Date of Award
16-4-2024
Document Type
Thesis
School
School of Computing
Programme
Ph.D.-Doctoral of Philosophy
First Advisor
Dr.R.Elakkiya
Keywords
Deep Learning, Sign Language, Video Generation, Geneative Adversarial Networks, Neural Machine Translation
Abstract
This dissertation presents a deep neural network based sign language video generation framework for translating the multilingual sentences into sign videos. This thesis addresses the challenges persist with the sign language video generation such as (i) Handling longer sequences of input sentences and new words (ii) Pose estimation with higher accuracy (iii) High quality photo realistic sign gesture video generation (iv) Improving realism in sign video generation. Hence, the thesis focuses four contributions to address the above issues.

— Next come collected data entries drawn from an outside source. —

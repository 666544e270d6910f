//! gpu-suballoc: sub-allocation of GPU device memory.
//!
//! A [`ChunkPool`] hands out ranges of one growable backing store. The store
//! is cut into fixed-size chunks, each managed by a [`BuddyArena`]. Freed
//! ranges are only reused once the GPU work of the epoch that freed them has
//! completed, and growth copies the store into a buffer twice its size while
//! keeping the old one alive until the copy has executed.
//!
//! Device access is abstracted by the traits in [`gpu`]; [`gpu::HostMemory`]
//! backs everything with host RAM.

pub mod arena;
pub mod config;
pub mod gpu;
pub mod pool;
pub mod sim;

pub use arena::{ArenaError, ArenaStats, BuddyArena};
pub use config::{Config, PoolConfig, SimConfig};
pub use pool::{new_shared_pool, AllocationToken, ChunkPool, EpochReport, PoolError, PoolStats, SharedPool};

The first contribution of this thesis automates the translation of multilingual sentences into sign glosses without manual intervention by incorporating Hybrid Neural Machine Translation and Attention Mechanism. To handle the issues, deep stacked GRU approach is introduced, and attention mechanism is incorporated for producing accurate translation results.
The second contribution develops a Dynamic GAN framework to generate cost effective photo-realistic high quality sign videos to serve the impaired community. To generate sign videos, conditional GAN approach is introduced and incorporation of pixel normalization, de-blurring and video completion approaches further facilitates high quality video generation.
The third contribution develops the end to end framework for sign gesture synthesis to attain high realism by combining the basic NLP techniques for translating the sentences into sign glosses. The proposed VidGenGAN model generates sign videos using deep stacked GRU approaches.
Finally, this thesis has thoroughly assessed and conducted both subjective and quantitative experiments using real-time signing videos obtained from various corpora and diverse sign language datasets such as RWTH-PHOENIX-Weather 2014T dataset for German Sign Language, and self-created dataset ISL-CSLTR for Indian Sign Language and How2Sign Dataset for American Sign Language. Also, it is proved that the system achieves plausible results over video generation tasks and produces high quality sign videos from the spoken language sentences.
Recommended Citation
B, Natarajan Mr, "Development of Deep Neural Architecture for Continuous Sign Language Video Generation" (2024). Theses and Dissertations. 63.
https://knowledgeconnect.sastra.edu/theses/63